This week has been incredible. You all have absolutely blown me away with your responses to my new website. Thank you. Thank you. Thank you.
But, the truth is : before this week, I had not blogged since December 31st. For the last 2 months, it’s been because I was working on the website and wanted to hold on to all of my posts until I could share them with you all in this format.. but before then, from January into early February, I did not blog and put out less work because I was burned out.
Burn out is one of those things we aren’t supposed to talk about. I’m not sure why. Perhaps it’s because we all want to pretend it doesn’t happen, or we fear that if we admit our feelings of being burned out, we’ll be seen as less of a successful business owner, like we didn’t care about the clients or work we did, or that we are ungrateful for the opportunities we were given. We’ve been taught to trudge on, drink our cute cup of coffee, hustle hard, be the ultimate #girlboss every single moment of every day, and wear the cute graphic tee that proclaims it, right?
Because we aren’t talking about what being burned out looks and feels like, it took some time for me to recognize it. I always imagined it was a dramatic, angry, table-flipping kind of thing. Like a tantrum. Like reaching a wall, not being able to physically or mentally go any further, wanting to quit and maybe flip-off or curse out those close enough to feel my wrath. But, it wasn’t dramatic at all. Instead, it was a slow-growing, deep-seated feeling of fatigue which ultimately led to a lack of motivation toward my business. After shooting twenty-seven weddings and 35+ weekends.. after having the year everyone strives for — all I could feel was sadness because I wasn’t even sure if I wanted to do it anymore.

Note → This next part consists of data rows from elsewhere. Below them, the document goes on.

use crate::constants::SNAPSHOT_CSV_HEADERS;
use crate::models::IndexEntry;
use crate::types::OccurrenceCount;
use crate::{AggregationIndex, Error, PeriodKey};
use csv::{ReaderBuilder, StringRecord};
use flate2::read::GzDecoder;
use std::io::Read;

/// Rebuilds an index from a snapshot written by `write_index_snapshot`.
pub fn read_index_snapshot<R: Read>(reader: R) -> Result<AggregationIndex, Error> {
    let mut reader = ReaderBuilder::new()
        .has_headers(true)
        .from_reader(GzDecoder::new(reader));

    let headers = reader
        .headers()
        .map_err(|e| Error::ParserError(format!("Failed to read headers: {}", e)))?
        .clone();

    let columns = SNAPSHOT_CSV_HEADERS
        .iter()
        .map(|name| column_position(&headers, name))
        .collect::<Result<Vec<usize>, Error>>()?;

    let mut entries = Vec::new();

    for record in reader.records() {
        let record =
            record.map_err(|e| Error::ParserError(format!("Failed to read record: {}", e)))?;

        let period: PeriodKey = field(&record, &columns, 2)?.parse()?;

        let count = field(&record, &columns, 4)?
            .parse::<OccurrenceCount>()
            .map_err(|e| Error::ParserError(format!("Invalid count: {}", e)))?;

        if count == 0 {
            return Err(Error::ParserError(format!(
                "Zero count recorded for {} in {}",
                field(&record, &columns, 3)?,
                period
            )));
        }

        entries.push(IndexEntry {
            group_id: field(&record, &columns, 0)?.to_string(),
            symbol: field(&record, &columns, 1)?.to_string(),
            period,
            user_id: field(&record, &columns, 3)?.to_string(),
            count,
        });
    }

    Ok(entries.into_iter().collect())
}

fn field<'r>(
    record: &'r StringRecord,
    columns: &[usize],
    column: usize,
) -> Result<&'r str, Error> {
    record.get(columns[column]).ok_or_else(|| {
        Error::ParserError(format!("Missing '{}' field", SNAPSHOT_CSV_HEADERS[column]))
    })
}

fn column_position(headers: &StringRecord, name: &str) -> Result<usize, Error> {
    headers
        .iter()
        .position(|header| header == name)
        .ok_or_else(|| Error::ParserError(format!("Missing '{}' column", name)))
}
use crate::models::PeriodKey;
use crate::types::{
    GroupId, OccurrenceCount, OccurrenceMap, SymbolCountMap, TrackedSymbol, UserCountMap, UserId,
};
use std::collections::HashMap;

/// A single leaf of the aggregation index.
#[derive(Debug, Clone, PartialEq, Eq, PartialOrd, Ord)]
pub struct IndexEntry {
    pub group_id: GroupId,
    pub symbol: TrackedSymbol,
    pub period: PeriodKey,
    pub user_id: UserId,
    pub count: OccurrenceCount,
}

/// Hierarchical counter store: group → symbol → period → user → count.
///
/// Counts are monotonic. A leaf exists only once at least one occurrence has been
/// recorded for it, and there is no operation which removes or decrements a leaf.
#[derive(Debug, Clone, Default)]
pub struct AggregationIndex {
    groups: HashMap<GroupId, SymbolCountMap>,
}

impl AggregationIndex {
    pub fn new() -> Self {
        AggregationIndex {
            groups: HashMap::new(),
        }
    }

    /// Adds the given occurrences to the leaves for `group_id`, `period` and `user_id`.
    ///
    /// Zero counts are skipped so that no path is ever created without an increment.
    pub fn record(
        &mut self,
        group_id: &str,
        period: PeriodKey,
        user_id: &str,
        occurrences: &OccurrenceMap,
    ) {
        for (symbol, &count) in occurrences {
            if count == 0 {
                continue;
            }

            self.increment(group_id, symbol, period, user_id, count);
        }
    }

    /// Gets the per-user counts for a group, symbol and period, or `None` if nothing was
    /// ever recorded for that combination.
    pub fn get(&self, group_id: &str, symbol: &str, period: PeriodKey) -> Option<&UserCountMap> {
        self.groups
            .get(group_id)
            .and_then(|symbols| symbols.get(symbol))
            .and_then(|periods| periods.get(&period))
    }

    pub fn user_count(
        &self,
        group_id: &str,
        symbol: &str,
        period: PeriodKey,
        user_id: &str,
    ) -> Option<OccurrenceCount> {
        self.get(group_id, symbol, period)
            .and_then(|users| users.get(user_id))
            .copied()
    }

    /// Gets the total number of groups with at least one recorded occurrence.
    pub fn group_count(&self) -> usize {
        self.groups.len()
    }

    pub fn is_empty(&self) -> bool {
        self.groups.is_empty()
    }

    /// Collects every `(group, symbol, period)` combination with recorded data, sorted.
    pub fn keys(&self) -> Vec<(GroupId, TrackedSymbol, PeriodKey)> {
        let mut keys: Vec<(GroupId, TrackedSymbol, PeriodKey)> = self
            .groups
            .iter()
            .flat_map(|(group_id, symbols)| {
                symbols.iter().flat_map(move |(symbol, periods)| {
                    periods
                        .keys()
                        .map(move |period| (group_id.clone(), symbol.clone(), *period))
                })
            })
            .collect();

        keys.sort();
        keys
    }

    /// Collects every leaf of the index, sorted by group, symbol, period and user.
    pub fn entries(&self) -> Vec<IndexEntry> {
        let mut entries = Vec::new();

        for (group_id, symbols) in &self.groups {
            for (symbol, periods) in symbols {
                for (period, users) in periods {
                    for (user_id, &count) in users {
                        entries.push(IndexEntry {
                            group_id: group_id.clone(),
                            symbol: symbol.clone(),
                            period: *period,
                            user_id: user_id.clone(),
                            count,
                        });
                    }
                }
            }
        }

        entries.sort();
        entries
    }

    fn increment(
        &mut self,
        group_id: &str,
        symbol: &str,
        period: PeriodKey,
        user_id: &str,
        count: OccurrenceCount,
    ) {
        *self
            .groups
            .entry(group_id.to_string())
            .or_default()
            .entry(symbol.to_string())
            .or_default()
            .entry(period)
            .or_default()
            .entry(user_id.to_string())
            .or_insert(0) += count;
    }
}

impl FromIterator<IndexEntry> for AggregationIndex {
    fn from_iter<I: IntoIterator<Item = IndexEntry>>(entries: I) -> Self {
        let mut index = AggregationIndex::new();

        for entry in entries {
            if entry.count > 0 {
                index.increment(
                    &entry.group_id,
                    &entry.symbol,
                    entry.period,
                    &entry.user_id,
                    entry.count,
                );
            }
        }

        index
    }
}

#[cfg(test)]
mod tests {
    use super::*;

    fn occurrences(pairs: &[(&str, OccurrenceCount)]) -> OccurrenceMap {
        pairs
            .iter()
            .map(|(symbol, count)| (symbol.to_string(), *count))
            .collect()
    }

    fn march_2025() -> PeriodKey {
        PeriodKey::new(3, 2025).unwrap()
    }

    #[test]
    fn test_record_accumulates() {
        let mut index = AggregationIndex::new();

        index.record("G1", march_2025(), "U1", &occurrences(&[("😀", 2)]));
        index.record("G1", march_2025(), "U1", &occurrences(&[("😀", 3)]));

        assert_eq!(index.user_count("G1", "😀", march_2025(), "U1"), Some(5));
    }

    #[test]
    fn test_zero_counts_create_no_path() {
        let mut index = AggregationIndex::new();

        index.record("G1", march_2025(), "U1", &occurrences(&[("😀", 0)]));

        assert!(index.is_empty());
        assert!(index.get("G1", "😀", march_2025()).is_none());
    }

    #[test]
    fn test_get_distinguishes_absent_combinations() {
        let mut index = AggregationIndex::new();
        index.record("G1", march_2025(), "U1", &occurrences(&[("😀", 1)]));

        assert!(index.get("G1", "😀", march_2025()).is_some());
        assert!(index.get("G2", "😀", march_2025()).is_none());
        assert!(index.get("G1", "🎉", march_2025()).is_none());
        assert!(index
            .get("G1", "😀", PeriodKey::new(2, 2025).unwrap())
            .is_none());
    }

    #[test]
    fn test_groups_are_isolated() {
        let mut index = AggregationIndex::new();
        index.record("G1", march_2025(), "U1", &occurrences(&[("😀", 1)]));
        index.record("G2", march_2025(), "U1", &occurrences(&[("😀", 4)]));

        assert_eq!(index.group_count(), 2);
        assert_eq!(index.user_count("G1", "😀", march_2025(), "U1"), Some(1));
        assert_eq!(index.user_count("G2", "😀", march_2025(), "U1"), Some(4));
    }

    #[test]
    fn test_entries_round_trip_through_from_iter() {
        let mut index = AggregationIndex::new();
        index.record("G1", march_2025(), "U2", &occurrences(&[("😀", 1), ("🎉", 2)]));
        index.record("G1", march_2025(), "U1", &occurrences(&[("😀", 7)]));

        let rebuilt: AggregationIndex = index.entries().into_iter().collect();

        assert_eq!(rebuilt.entries(), index.entries());
        assert_eq!(
            index.keys(),
            vec![
                ("G1".to_string(), "🎉".to_string(), march_2025()),
                ("G1".to_string(), "😀".to_string(), march_2025()),
            ]
        );
    }
}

Thankfully with lots of rest, prayer, time spent enjoying my family and exploring my new city, I bounced back. Here are a few steps I am working on to better manage my time and avoid ending up with those feelings of being burned out again.
1. Set working hours.
In January, I spoke at Mary + Justin Present: The Event and Mary, always so full of inspiration and insight, said in one of her talks, “I didn’t quit my 9-5 to work 24/7.” It’s such a simple statement that makes so much sense, but I had never thought of life in that way. I have carried the quote with me since — it has practically become my mantra for 2016. Think about it, who dreams of quitting their day job to answer emails at 3:00 in the morning and miss time with their children because they have soooo much work to do? No one.
Once a week or so, I will schedule a call or Skype meeting in the evening and sometimes I will schedule sessions during the week, but when I am able to, my goal is to work between the hours of 8:00 a.m. and 3:00 p.m. After 3:00 p.m. (when my son gets home from school) I want him to see me — whether I am cooking or cleaning during that time or reading a book — I just want him to see me doing something other than sitting behind my computer or looking at my phone.
2. Being intentional with my time online.
I’m a big believer in the power of social media marketing. But, I had slipped into the habit of plopping down at my desk, opening a web browser, hitting the “f” key and watching facebook pop up (because where else would I be going) and scrolling. Scrolling. Scrolling Scrolling. Then I’d go over to Instagram and scroll some more. Scrolling is not marketing. Scrolling is wasting time. When I should have been posting content, interacting with others, learning from my peers, and building community I was just scrolling. Now, I only allow myself to stay on social media (I haven’t quite broken the habit of plopping down and hitting the “f” key) if I am being intentional with my time. If I catch myself idly scrolling and half-reading posts, I close my browser window.
3. Learning to take a day off.
Working seven days a week is not cool. But, photography requires working most Saturdays and some Sundays. So, each week I make a point to rest at least one day. I usually spend half of that day grocery shopping or catching up on laundry, which arguably isn’t resting… but it’s a start.